About this task | Lines below starting with the line with "async fn accepted_mark_read_sticks_after_refresh()" and going on through the line with "for id in [1, 2, 3]" must be output exactly; the rest of the records must be left out.

Exercise data |
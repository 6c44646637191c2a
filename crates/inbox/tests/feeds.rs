//! Feed-level tests: pull/push reconciliation, identity switches while a
//! pull is in flight, and the optimistic mark-read round trip.

mod common;

use std::sync::Arc;

use assert_matches::assert_matches;
use servicedesk_inbox::{InboxError, MessageFeed, NotificationFeed, NotificationFilter};
use servicedesk_realtime::{Frame, UpdateAction};

use common::{msg, note, ScriptedMessages, ScriptedNotifications};

fn message_ids(feed: &MessageFeed) -> Vec<String> {
    feed.log().into_iter().map(|m| m.message_id).collect()
}

fn notification_ids(feed: &NotificationFeed, filter: NotificationFilter) -> Vec<i64> {
    feed.list(filter).into_iter().map(|n| n.id).collect()
}

// ---------------------------------------------------------------------------
// Conversation switch while the previous pull is in flight
// ---------------------------------------------------------------------------

#[tokio::test]
async fn late_response_for_previous_conversation_is_discarded() {
    let (source, mut pulls) = ScriptedMessages::new();
    let feed = Arc::new(MessageFeed::new(Arc::new(source)));

    feed.switch_conversation(Some("T1".into()));
    let first = {
        let feed = Arc::clone(&feed);
        tokio::spawn(async move { feed.refresh().await })
    };
    let t1_pull = pulls.recv().await.unwrap();
    assert_eq!(t1_pull.conversation_id, "T1");

    feed.switch_conversation(Some("T2".into()));
    let second = {
        let feed = Arc::clone(&feed);
        tokio::spawn(async move { feed.refresh().await })
    };
    let t2_pull = pulls.recv().await.unwrap();
    assert_eq!(t2_pull.conversation_id, "T2");

    // T1's response shows up after the switch.
    let _ = t1_pull.respond.send(Ok(vec![msg("t1-a", "T1", 1)]));
    assert!(!first.await.unwrap().unwrap());

    t2_pull
        .respond
        .send(Ok(vec![msg("t2-b", "T2", 2), msg("t2-a", "T2", 1)]))
        .unwrap();
    assert!(second.await.unwrap().unwrap());

    assert_eq!(message_ids(&feed), vec!["t2-a", "t2-b"]);
    assert_eq!(feed.conversation_id().as_deref(), Some("T2"));
}

#[tokio::test]
async fn user_switch_discards_in_flight_notification_pull() {
    let (source, mut pulls) = ScriptedNotifications::new();
    let feed = Arc::new(NotificationFeed::new(Arc::new(source)));

    feed.switch_user(Some(1));
    let first = {
        let feed = Arc::clone(&feed);
        tokio::spawn(async move { feed.refresh(NotificationFilter::All).await })
    };
    let pull = pulls.recv().await.unwrap();

    feed.switch_user(Some(2));
    let _ = pull.respond.send(Ok(vec![note(1, 0, false)]));

    assert!(!first.await.unwrap().unwrap());
    assert!(feed.list(NotificationFilter::All).is_empty());
    assert_eq!(feed.user_id(), Some(2));
}

#[tokio::test]
async fn refresh_without_identity_is_an_error() {
    let (messages, _pulls) = ScriptedMessages::new();
    let feed = MessageFeed::new(Arc::new(messages));
    assert_matches!(feed.refresh().await, Err(InboxError::NoIdentity("conversation")));

    let (notifications, _pulls) = ScriptedNotifications::new();
    let feed = NotificationFeed::new(Arc::new(notifications));
    assert_matches!(
        feed.refresh(NotificationFilter::All).await,
        Err(InboxError::NoIdentity("user"))
    );
}

// ---------------------------------------------------------------------------
// Push and pull racing on the same records
// ---------------------------------------------------------------------------

#[tokio::test]
async fn push_during_pull_is_neither_lost_nor_duplicated() {
    let (source, mut pulls) = ScriptedMessages::new();
    let feed = Arc::new(MessageFeed::new(Arc::new(source)));
    feed.switch_conversation(Some("T1".into()));

    let refresh = {
        let feed = Arc::clone(&feed);
        tokio::spawn(async move { feed.refresh().await })
    };
    let pull = pulls.recv().await.unwrap();

    // A new message and an echo of an existing one arrive mid-pull.
    for message in [msg("m3", "T1", 3), msg("m1", "T1", 1)] {
        feed.apply_frame(&Frame::MessageUpdate {
            message,
            action: UpdateAction::Created,
        });
    }

    pull.respond
        .send(Ok(vec![msg("m1", "T1", 1), msg("m2", "T1", 2)]))
        .unwrap();
    assert!(refresh.await.unwrap().unwrap());

    assert_eq!(message_ids(&feed), vec!["m1", "m2", "m3"]);
}

#[tokio::test]
async fn posted_message_and_its_echo_collapse_to_one_entry() {
    let (source, _pulls) = ScriptedMessages::new();
    let feed = MessageFeed::new(Arc::new(source));
    feed.switch_conversation(Some("T1".into()));

    let posted = feed.post("hello").await.unwrap();
    feed.apply_frame(&Frame::MessageUpdate {
        message: posted.clone(),
        action: UpdateAction::Created,
    });

    let log = feed.log();
    assert_eq!(log.len(), 1);
    assert_eq!(log[0].body, "hello");
}

#[tokio::test]
async fn failed_pull_keeps_cached_messages_and_reports_error() {
    let (source, mut pulls) = ScriptedMessages::new();
    let feed = Arc::new(MessageFeed::new(Arc::new(source)));
    feed.switch_conversation(Some("T1".into()));
    feed.apply_frame(&Frame::MessageUpdate {
        message: msg("m1", "T1", 1),
        action: UpdateAction::Created,
    });

    let refresh = {
        let feed = Arc::clone(&feed);
        tokio::spawn(async move { feed.refresh().await })
    };
    pulls
        .recv()
        .await
        .unwrap()
        .respond
        .send(Err(InboxError::Api {
            status: 401,
            body: "token expired".into(),
        }))
        .unwrap();

    assert_matches!(refresh.await.unwrap(), Err(InboxError::Api { status: 401, .. }));
    assert_eq!(message_ids(&feed), vec!["m1"]);
    assert_eq!(feed.error().as_deref(), Some("API error (401): token expired"));
}

// ---------------------------------------------------------------------------
// Optimistic mark-read
// ---------------------------------------------------------------------------

#[tokio::test]
async fn accepted_mark_read_sticks_after_refresh() {
    let (source, mut pulls) = ScriptedNotifications::new();
    let source = Arc::new(source);
    let feed = Arc::new(NotificationFeed::new(source.clone()));
    feed.switch_user(Some(1));
    feed.apply_frame(&Frame::NotificationUpdate {
        notification: note(5, 0, false),
        action: UpdateAction::Created,
    });

    let mark = {
        let feed = Arc::clone(&feed);
        tokio::spawn(async move { feed.mark_read(5).await })
    };

    // The follow-up refresh answers with the server's (already read) copy.
    let pull = pulls.recv().await.unwrap();
    assert_eq!(pull.filter, NotificationFilter::All);
    pull.respond.send(Ok(vec![note(5, 0, true)])).unwrap();
    mark.await.unwrap().unwrap();

    assert_eq!(source.marked(), vec![5]);
    assert_eq!(notification_ids(&feed, NotificationFilter::Read), vec![5]);
    assert_eq!(feed.unread_count(), 0);
}

#[tokio::test]
async fn rejected_mark_read_rolls_back_and_converges() {
    let (source, mut pulls) = ScriptedNotifications::new();
    source.reject_marks();
    let feed = Arc::new(NotificationFeed::new(Arc::new(source)));
    feed.switch_user(Some(1));
    feed.apply_frame(&Frame::NotificationUpdate {
        notification: note(5, 0, false),
        action: UpdateAction::Created,
    });

    let mark = {
        let feed = Arc::clone(&feed);
        tokio::spawn(async move { feed.mark_read(5).await })
    };
    let pull = pulls.recv().await.unwrap();

    // Rolled back before the refresh completes.
    assert_eq!(notification_ids(&feed, NotificationFilter::Unread), vec![5]);

    pull.respond.send(Ok(vec![note(5, 0, false)])).unwrap();
    assert_matches!(mark.await.unwrap(), Err(InboxError::Api { status: 403, .. }));

    assert_eq!(notification_ids(&feed, NotificationFilter::Unread), vec![5]);
    assert_eq!(feed.unread_count(), 1);
}

#[tokio::test]
async fn mark_all_read_clears_unread_view() {
    let (source, mut pulls) = ScriptedNotifications::new();
    let feed = Arc::new(NotificationFeed::new(Arc::new(source)));
    feed.switch_user(Some(1));
    for id in [1, 2, 3] {
        feed.apply_frame(&Frame::NotificationUpdate {
            notification: note(id, id as u32, false),
            action: UpdateAction::Created,
        });
    }
    assert_eq!(feed.unread_count(), 3);

    let mark = {
        let feed = Arc::clone(&feed);
        tokio::spawn(async move { feed.mark_all_read().await })
    };
    pulls
        .recv()
        .await
        .unwrap()
        .respond
        .send(Ok(vec![note(1, 1, true), note(2, 2, true), note(3, 3, true)]))
        .unwrap();
    mark.await.unwrap().unwrap();

    assert!(feed.list(NotificationFilter::Unread).is_empty());
    assert_eq!(notification_ids(&feed, NotificationFilter::All), vec![3, 2, 1]);
    assert_eq!(feed.unread_count(), 0);
}

// ---------------------------------------------------------------------------
// Channel frames
// ---------------------------------------------------------------------------

#[tokio::test]
async fn count_update_overrides_local_count_until_next_change() {
    let (source, _pulls) = ScriptedNotifications::new();
    let feed = NotificationFeed::new(Arc::new(source));
    feed.switch_user(Some(1));

    feed.apply_frame(&Frame::NotificationUpdate {
        notification: note(1, 0, false),
        action: UpdateAction::Created,
    });
    assert!(feed.apply_frame(&Frame::CountUpdate { unread_count: 42 }));
    assert_eq!(feed.unread_count(), 42);

    feed.apply_frame(&Frame::NotificationUpdate {
        notification: note(2, 1, false),
        action: UpdateAction::Created,
    });
    assert_eq!(feed.unread_count(), 2);
}

#[tokio::test]
async fn unrelated_frames_are_not_handled() {
    let (source, _pulls) = ScriptedMessages::new();
    let feed = MessageFeed::new(Arc::new(source));
    feed.switch_conversation(Some("T1".into()));

    assert!(!feed.apply_frame(&Frame::CountUpdate { unread_count: 1 }));
    assert!(!feed.apply_frame(&Frame::Unknown));
    assert!(feed.log().is_empty());
}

Written solution |
async fn accepted_mark_read_sticks_after_refresh() {
    let (source, mut pulls) = ScriptedNotifications::new();
    let source = Arc::new(source);
    let feed = Arc::new(NotificationFeed::new(source.clone()));
    feed.switch_user(Some(1));
    feed.apply_frame(&Frame::NotificationUpdate {
        notification: note(5, 0, false),
        action: UpdateAction::Created,
    });

    let mark = {
        let feed = Arc::clone(&feed);
        tokio::spawn(async move { feed.mark_read(5).await })
    };

    // The follow-up refresh answers with the server's (already read) copy.
    let pull = pulls.recv().await.unwrap();
    assert_eq!(pull.filter, NotificationFilter::All);
    pull.respond.send(Ok(vec![note(5, 0, true)])).unwrap();
    mark.await.unwrap().unwrap();

    assert_eq!(source.marked(), vec![5]);
    assert_eq!(notification_ids(&feed, NotificationFilter::Read), vec![5]);
    assert_eq!(feed.unread_count(), 0);
}

#[tokio::test]
async fn rejected_mark_read_rolls_back_and_converges() {
    let (source, mut pulls) = ScriptedNotifications::new();
    source.reject_marks();
    let feed = Arc::new(NotificationFeed::new(Arc::new(source)));
    feed.switch_user(Some(1));
    feed.apply_frame(&Frame::NotificationUpdate {
        notification: note(5, 0, false),
        action: UpdateAction::Created,
    });

    let mark = {
        let feed = Arc::clone(&feed);
        tokio::spawn(async move { feed.mark_read(5).await })
    };
    let pull = pulls.recv().await.unwrap();

    // Rolled back before the refresh completes.
    assert_eq!(notification_ids(&feed, NotificationFilter::Unread), vec![5]);

    pull.respond.send(Ok(vec![note(5, 0, false)])).unwrap();
    assert_matches!(mark.await.unwrap(), Err(InboxError::Api { status: 403, .. }));

    assert_eq!(notification_ids(&feed, NotificationFilter::Unread), vec![5]);
    assert_eq!(feed.unread_count(), 1);
}

#[tokio::test]
async fn mark_all_read_clears_unread_view() {
    let (source, mut pulls) = ScriptedNotifications::new();
    let feed = Arc::new(NotificationFeed::new(Arc::new(source)));
    feed.switch_user(Some(1));
    for id in [1, 2, 3] {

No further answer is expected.